Season 2 shifts the narrative focus to the civil lawsuit against Liberty High School following Hannah Baker's death. The plot is driven by courtroom testimonies that re-litigate the school's toxic culture, sexual assault, and bullying. The season introduces a new, highly disturbing storyline involving a male sexual assault and its resulting attempt at a school shooting. The series is bleak, portraying the school and the judicial system as fundamentally broken and often complicit in protecting privileged perpetrators. The overarching theme is the failure of institutions to protect the vulnerable, particularly young women and minorities, leading to an environment of trauma, secrecy, and hopelessness.

Categorical Breakdown

Identity Politics9/10

The narrative places heavy emphasis on intersectional privilege. The main antagonist is a wealthy, 'privileged white athlete from a powerful family' who receives a conspicuously light sentence for multiple rapes, framing the legal system as intrinsically biased by race and class. The show explicitly connects the identity of the attempted school shooter—young, white, and male—to a discussion on 'racial injustice' and gender socialization. Character storylines are frequently viewed through the lens of their immutable characteristics.

Oikophobia7/10

The school (Liberty High) and the judicial system are portrayed as fundamentally corrupt and dysfunctional institutions that fail to protect vulnerable children and perpetuate cycles of trauma and violence. The system is the antagonist, creating a sense that the 'home culture' of American high school and local authority is utterly broken and morally bankrupt. This relentless condemnation of core institutions frames the culture as fundamentally toxic.

Feminism9/10

The core of the season is a critique of 'rape culture' and patriarchy, which the show frames as the root cause of the events.
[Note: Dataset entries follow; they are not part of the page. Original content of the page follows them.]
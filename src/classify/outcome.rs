//! Classification outcome types.

use crate::scan::EmitterObservation;
use serde::{Deserialize, Serialize};
use std::fmt;

/// Confidence tier attached to a classification.
#[derive(Debug, Clone, Copy, PartialEq, Eq, PartialOrd, Ord, Hash, Serialize, Deserialize)]
#[serde(rename_all = "SCREAMING_SNAKE_CASE")]
pub enum RiskTier {
    /// Weak indication.
    Low,
    /// Plausible threat.
    Med,
    /// Likely skimmer hardware.
    High,
    /// Known skimmer component or campaign.
    Critical,
}

impl fmt::Display for RiskTier {
    fn fmt(&self, f: &mut fmt::Formatter<'_>) -> fmt::Result {
        f.write_str(match self {
            RiskTier::Low => "LOW",
            RiskTier::Med => "MED",
            RiskTier::High => "HIGH",
            RiskTier::Critical => "CRITICAL",
        })
    }
}

/// Which strategy produced a classification.
#[derive(Debug, Clone, Copy, PartialEq, Eq, Hash, Serialize, Deserialize)]
#[serde(rename_all = "SCREAMING_SNAKE_CASE")]
pub enum DetectionMethod {
    /// Signature table hit.
    Exact,
    /// Bounded edit distance to a known keyword.
    Fuzzy,
    /// Generic or default device name.
    Heuristic,
    /// Operator-supplied or unverified inventory item.
    Manual,
}

impl fmt::Display for DetectionMethod {
    fn fmt(&self, f: &mut fmt::Formatter<'_>) -> fmt::Result {
        f.write_str(match self {
            DetectionMethod::Exact => "EXACT",
            DetectionMethod::Fuzzy => "FUZZY",
            DetectionMethod::Heuristic => "HEURISTIC",
            DetectionMethod::Manual => "MANUAL",
        })
    }
}

/// Outcome of classifying a single emitter name.
#[derive(Debug, Clone, PartialEq, Eq, Serialize, Deserialize)]
#[serde(tag = "kind", rename_all = "SCREAMING_SNAKE_CASE")]
pub enum Classification {
    /// Matched an entry of the signature table.
    Exact {
        /// Signature label.
        label: String,
        /// Signature tier.
        tier: RiskTier,
    },
    /// Within the edit-distance threshold of a known keyword.
    Fuzzy {
        /// Description naming the keyword's label.
        label: String,
        /// Derived from the edit distance.
        tier: RiskTier,
        /// Keyword that matched, kept for forensic traceability.
        keyword: String,
        /// Edit distance between the normalized name and the keyword.
        distance: usize,
    },
    /// Generic or factory-default name.
    Heuristic {
        /// Always the generic device label.
        label: String,
        /// Raised in strict environments.
        tier: RiskTier,
    },
    /// Flagged by the operator during inspection.
    OperatorFlagged {
        /// Operator-supplied label.
        label: String,
    },
    /// No match; surfaced only so the raw inventory can be audited.
    Unverified,
}

impl Classification {
    /// Strategy that produced this outcome.
    pub fn method(&self) -> DetectionMethod {
        match self {
            Classification::Exact { .. } => DetectionMethod::Exact,
            Classification::Fuzzy { .. } => DetectionMethod::Fuzzy,
            Classification::Heuristic { .. } => DetectionMethod::Heuristic,
            Classification::OperatorFlagged { .. } | Classification::Unverified => {
                DetectionMethod::Manual
            }
        }
    }

    /// Confidence tier. Operator flags rank MED, unverified LOW.
    pub fn tier(&self) -> RiskTier {
        match self {
            Classification::Exact { tier, .. }
            | Classification::Fuzzy { tier, .. }
            | Classification::Heuristic { tier, .. } => *tier,
            Classification::OperatorFlagged { .. } => RiskTier::Med,
            Classification::Unverified => RiskTier::Low,
        }
    }

    /// Whether this outcome counts toward the wireless risk contribution.
    pub fn is_threat(&self) -> bool {
        !matches!(self, Classification::Unverified)
    }

    /// Threat label. Present iff [`is_threat`](Self::is_threat).
    pub fn label(&self) -> Option<&str> {
        match self {
            Classification::Exact { label, .. }
            | Classification::Fuzzy { label, .. }
            | Classification::Heuristic { label, .. }
            | Classification::OperatorFlagged { label } => Some(label),
            Classification::Unverified => None,
        }
    }

    /// Matched keyword. Present iff the method is fuzzy.
    pub fn matched_keyword(&self) -> Option<&str> {
        match self {
            Classification::Fuzzy { keyword, .. } => Some(keyword),
            _ => None,
        }
    }
}

/// An observation paired with its classification. Never mutated after creation.
#[derive(Debug, Clone, PartialEq, Serialize, Deserialize)]
#[serde(rename_all = "camelCase")]
pub struct ClassifiedEmitter {
    /// The sighting as received.
    pub observation: EmitterObservation,
    /// What the classifier made of it.
    pub classification: Classification,
}

impl ClassifiedEmitter {
    /// Pairs an observation with its classification.
    pub fn new(observation: EmitterObservation, classification: Classification) -> Self {
        Self {
            observation,
            classification,
        }
    }

    /// Marks an observation as a threat on the operator's say-so.
    pub fn operator_flagged(observation: EmitterObservation, label: impl Into<String>) -> Self {
        Self::new(
            observation,
            Classification::OperatorFlagged {
                label: label.into(),
            },
        )
    }

    /// See [`Classification::is_threat`].
    #[inline]
    pub fn is_threat(&self) -> bool {
        self.classification.is_threat()
    }

    /// See [`Classification::method`].
    #[inline]
    pub fn method(&self) -> DetectionMethod {
        self.classification.method()
    }

    /// See [`Classification::tier`].
    #[inline]
    pub fn tier(&self) -> RiskTier {
        self.classification.tier()
    }

    /// Signal strength of the observation, in dBm.
    #[inline]
    pub fn rssi(&self) -> i32 {
        self.observation.rssi
    }
}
Toxic masculinity is personified by the main villain and his male accomplices. Female characters, particularly Hannah’s mother and Jessica Davis, are depicted as primary figures fighting for justice and are subjected to victim-blaming by the legal system, which the narrative characterizes as a trial of women's virtue. Men are largely portrayed as either abusers, complicit, or bumbling in their attempts to help.

LGBTQ+8/10

Alternative sexualities are a normalized and central part of the teenage environment. The show features a high presence of non-heteronormative characters in key roles. A gay man of color and an Asian-American lesbian character have significant, positive, and non-tropey storylines revolving around their relationships and coming out, centering queer identity as a primary facet of the modern high school experience.

Anti-Theism4/10

The show is focused entirely on secular social and psychological issues. The moral framework is purely humanist and situational, operating in a complete spiritual vacuum. There is no active hostility or vilification of religion, but the narrative offers no acknowledgment of transcendent morality or faith-based institutions as a potential source of strength or moral guidance, confirming an entirely secular, relativistic worldview.